I studied in St Xavier’s High School in Mumbai, and did B.Com in Sydenham College. I should have taken Arts, but due to pressure (to take Science, which I hated) I took Commerce as a compromise. I loved Mathematics (I had even invented some mathematical formulae in my school days) and I thought Commerce had something to do with Mathematics. However, mercenary subjects like “Advertising and Publicity” so revolted me that I found that I hated Commerce even more. I spent all my college days in libraries (Bombay University, British Council, Asiatic Central, etc.) taking notes on diverse cultural subjects like religion, philosophy, history, literature, Sanskrit texts, languages and alphabets, plants and animals, music, etc. I just managed to scrape through my degree: fortunately I managed to get a job in Central Bank of India on the basis of my SSC marks when I was in college itself, or I may have ended up among the unemployed.
Since childhood, I had only three ambitions. Being an extremely voracious reader (of English books, from Enid Blyton and Billy Bunter to Wodehouse and Agatha Christie to Austen and Dickens), I always wanted to be a writer when I grew up. Having developed a Hindutva perspective on my own, starting with my reactions to the earliest experiences of subtle brainwashing in a Catholic school, I wanted to do something in defence of Hinduism when I grew up. Enchanted by the powers of the Rishis in Hindi mythological films that were a favorite in my childhood, where they emerged from years of penance in the Himalayas, and wielded the powers of blessing and cursing people with a flick of the holy water in their kamandalu, and could even shake Indra’s throne in heaven, I also wanted (in my childhood days) to go to the Himalayas and become a Rishi! I think, in a way, I have achieved all three ambitions (the “Rishi” part of it at least to the extent that Koenraad Elst in a review of my third book, referred to me as the “contemporary scion” of “the Vedic seers“!).
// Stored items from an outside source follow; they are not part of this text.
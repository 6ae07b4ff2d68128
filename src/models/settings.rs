use serde::{Deserialize, Serialize};
use std::time::Duration;

/// Dashboard configuration from Ganttboard.yaml
///
/// Constructed once at startup and read-only thereafter. Every section
/// has full defaults so a missing or partial file still yields a
/// working configuration.
#[derive(Debug, Clone, Default, Serialize, Deserialize)]
pub struct DashboardConfig {
    #[serde(default)]
    pub library: LibrarySettings,

    #[serde(default)]
    pub environment: EnvironmentSettings,

    #[serde(default)]
    pub loading: LoadingSettings,

    #[serde(default)]
    pub messages: MessageSettings,

    #[serde(default)]
    pub ui: UiSettings,
}

/// Charting backend descriptor: identifier plus local and CDN sources.
#[derive(Debug, Clone, Serialize, Deserialize)]
pub struct LibrarySettings {
    #[serde(default = "default_library_id")]
    pub id: String,

    #[serde(default = "default_library_version")]
    pub version: String,

    #[serde(default = "default_local_path")]
    pub local_path: String,

    #[serde(default = "default_cdn_path")]
    pub cdn_path: String,
}

impl Default for LibrarySettings {
    fn default() -> Self {
        Self {
            id: default_library_id(),
            version: default_library_version(),
            local_path: default_local_path(),
            cdn_path: default_cdn_path(),
        }
    }
}

/// Where the charting backend is sourced from.
#[derive(Debug, Clone, Copy, Default, PartialEq, Eq, Serialize, Deserialize)]
#[serde(rename_all = "lowercase")]
pub enum EnvironmentMode {
    #[default]
    Local,
    Cdn,
    Auto,
}

#[derive(Debug, Clone, Serialize, Deserialize)]
pub struct EnvironmentSettings {
    #[serde(default)]
    pub mode: EnvironmentMode,

    #[serde(default = "default_offline")]
    pub offline: bool,

    #[serde(default)]
    pub debug: bool,
}

impl Default for EnvironmentSettings {
    fn default() -> Self {
        Self {
            mode: EnvironmentMode::default(),
            offline: default_offline(),
            debug: false,
        }
    }
}

/// Loading policy: per-attempt timeout and the retry budget.
#[derive(Debug, Clone, Serialize, Deserialize)]
pub struct LoadingSettings {
    #[serde(default = "default_timeout_ms")]
    pub timeout_ms: u64,

    #[serde(default = "default_retry_attempts")]
    pub retry_attempts: u32,

    #[serde(default = "default_retry_delay_ms")]
    pub retry_delay_ms: u64,

    #[serde(default = "default_show_loading_indicator")]
    pub show_loading_indicator: bool,
}

impl LoadingSettings {
    pub fn timeout(&self) -> Duration {
        Duration::from_millis(self.timeout_ms)
    }

    pub fn retry_delay(&self) -> Duration {
        Duration::from_millis(self.retry_delay_ms)
    }
}

impl Default for LoadingSettings {
    fn default() -> Self {
        Self {
            timeout_ms: default_timeout_ms(),
            retry_attempts: default_retry_attempts(),
            retry_delay_ms: default_retry_delay_ms(),
            show_loading_indicator: default_show_loading_indicator(),
        }
    }
}

/// User-visible error texts.
#[derive(Debug, Clone, Serialize, Deserialize)]
pub struct MessageSettings {
    #[serde(default = "default_load_error_message")]
    pub load_error: String,

    #[serde(default = "default_load_timeout_message")]
    pub load_timeout: String,
}

impl Default for MessageSettings {
    fn default() -> Self {
        Self {
            load_error: default_load_error_message(),
            load_timeout: default_load_timeout_message(),
        }
    }
}

/// Presentation knobs for the loading indicator and error banner.
#[derive(Debug, Clone, Serialize, Deserialize)]
pub struct UiSettings {
    #[serde(default = "default_error_display_duration_ms")]
    pub error_display_duration_ms: u64,

    #[serde(default = "default_loading_indicator_class")]
    pub loading_indicator_class: String,

    #[serde(default = "default_error_class")]
    pub error_class: String,
}

impl UiSettings {
    pub fn error_display_duration(&self) -> Duration {
        Duration::from_millis(self.error_display_duration_ms)
    }
}

impl Default for UiSettings {
    fn default() -> Self {
        Self {
            error_display_duration_ms: default_error_display_duration_ms(),
            loading_indicator_class: default_loading_indicator_class(),
            error_class: default_error_class(),
        }
    }
}

fn default_library_id() -> String {
    "d3".to_string()
}

fn default_library_version() -> String {
    "v7".to_string()
}

fn default_local_path() -> String {
    "static/js/d3.v7.min.js".to_string()
}

fn default_cdn_path() -> String {
    "https://d3js.org/d3.v7.min.js".to_string()
}

fn default_offline() -> bool {
    true
}

fn default_timeout_ms() -> u64 {
    10_000
}

fn default_retry_attempts() -> u32 {
    2
}

fn default_retry_delay_ms() -> u64 {
    1_000
}

fn default_show_loading_indicator() -> bool {
    true
}

fn default_load_error_message() -> String {
    "Failed to load the charting library. Please ensure the file is accessible.".to_string()
}

fn default_load_timeout_message() -> String {
    "Charting library loading timed out. Please check the file location.".to_string()
}

fn default_error_display_duration_ms() -> u64 {
    5_000
}

fn default_loading_indicator_class() -> String {
    "gantt-loading".to_string()
}

fn default_error_class() -> String {
    "gantt-error".to_string()
}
My most concrete ambition was to prepare a massive photo-rich Encyclopaedia of Indian culture detailing the full greatness, richness and variety of India’s unmatchable and incomparable cultural wealth in the fields of racial types and languages, climate and topography, flora and fauna, religion and philosophy, music and dance, sculpture and handicrafts, architecture, physical culture and every other aspect of human life and culture. Seeing the organized destruction of all these aspects of culture taking place today, in an atmosphere where only money is God, I wonder how much of these things will survive in say fifty years from now.
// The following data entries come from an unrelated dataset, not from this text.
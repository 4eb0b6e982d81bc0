use crate::domain;
use chrono::NaiveDateTime;
use derive_more::Display;
use serde::{Deserialize, Serialize};
use utoipa::ToSchema;
use validator::Validate;

/// DTO for creating a new todo via the API
#[derive(Deserialize, Display, Validate, ToSchema)]
#[cfg_attr(test, derive(Serialize))]
#[display("{text}")]
pub struct NewTodo {
    #[validate(length(min = 1))]
    #[schema(example = "buy milk")]
    pub text: String,
}

impl From<NewTodo> for domain::todo::NewTodo {
    fn from(value: NewTodo) -> Self {
        domain::todo::NewTodo { text: value.text }
    }
}

/// DTO for changing a todo's content via the API. Omitted fields are left as they are.
#[derive(Debug, Deserialize, Validate, ToSchema)]
#[cfg_attr(test, derive(Serialize))]
pub struct UpdateTodo {
    #[schema(example = 1)]
    pub id: i64,
    #[validate(length(min = 1))]
    #[schema(example = "buy oat milk")]
    pub text: Option<String>,
    #[schema(example = true)]
    pub completed: Option<bool>,
}

impl From<UpdateTodo> for domain::todo::UpdateTodo {
    fn from(value: UpdateTodo) -> Self {
        domain::todo::UpdateTodo {
            text: value.text,
            completed: value.completed,
        }
    }
}

/// DTO naming the todo to delete. The ID is optional here so a missing one can be reported
/// with a dedicated error instead of a generic parse failure. Only a JSON object can name an ID,
/// and an ID which isn't an integer counts as missing.
#[derive(Debug, Deserialize, ToSchema)]
#[cfg_attr(test, derive(Serialize))]
#[serde(from = "serde_json::Map<String, serde_json::Value>")]
pub struct DeleteTodo {
    #[schema(example = 1)]
    pub id: Option<i64>,
}

impl From<serde_json::Map<String, serde_json::Value>> for DeleteTodo {
    fn from(value: serde_json::Map<String, serde_json::Value>) -> Self {
        DeleteTodo {
            id: value.get("id").and_then(serde_json::Value::as_i64),
        }
    }
}

/// DTO for a returned todo on the API
#[derive(Debug, Serialize, ToSchema)]
#[cfg_attr(test, derive(Deserialize, PartialEq))]
pub struct TodoItem {
    #[schema(example = 1)]
    pub id: i64,
    #[schema(example = "buy milk")]
    pub text: String,
    #[schema(example = false)]
    pub completed: bool,
    #[schema(value_type = String, example = "2026-10-19T14:00:00")]
    pub created_at: NaiveDateTime,
}

impl From<domain::todo::Todo> for TodoItem {
    fn from(value: domain::todo::Todo) -> Self {
        TodoItem {
            id: value.id,
            text: value.text,
            completed: value.completed,
            created_at: value.created_at,
        }
    }
}

/// DTO acknowledging a delete, whether or not the todo existed
#[derive(Serialize, ToSchema)]
#[cfg_attr(test, derive(Deserialize, Debug, PartialEq))]
pub struct DeleteSuccess {
    #[schema(example = true)]
    pub success: bool,
}
use crate::routing_utils::{BasicErrorResponse, ExtraInfo};
use utoipa::OpenApi;

mod todo;

pub use todo::*;

/// Collects the OpenAPI schemas for every DTO the API sends or receives
#[derive(OpenApi)]
#[openapi(
    components(
        schemas(NewTodo, UpdateTodo, DeleteTodo, TodoItem, DeleteSuccess, BasicErrorResponse, ExtraInfo),
        responses(BasicErrorResponse)
    )
)]
pub struct OpenApiSchemas;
So far as my work on the “Aryan” problem is concerned: it started with wanting to write a book in my mother-tongue Konkani, finding the Devanagari script inadequate to represent fully the sounds in Konkani, leading to a passionate interest in learning, or learning about, languages and alphabets. In the course of these studies, I repeatedly encountered the AIT. To my awakened Hindu mind, and my vast reading in historical subjects, this theory struck me as wrong. When I started reading the Voice of India books by Sita Ram Goel and Ram Swaroop, I decided that I would write a book investigating the truth of this AIT and see my book published by Voice of India. Thanks to Sita Ram Goel ji, and his constant encouragement, I did it. My present book is also actually written at the instance of the newly formed Ram Swaroop Sita Ram Goel Memorial Fund (RSSRGMF) under the aegis of Indic Academy.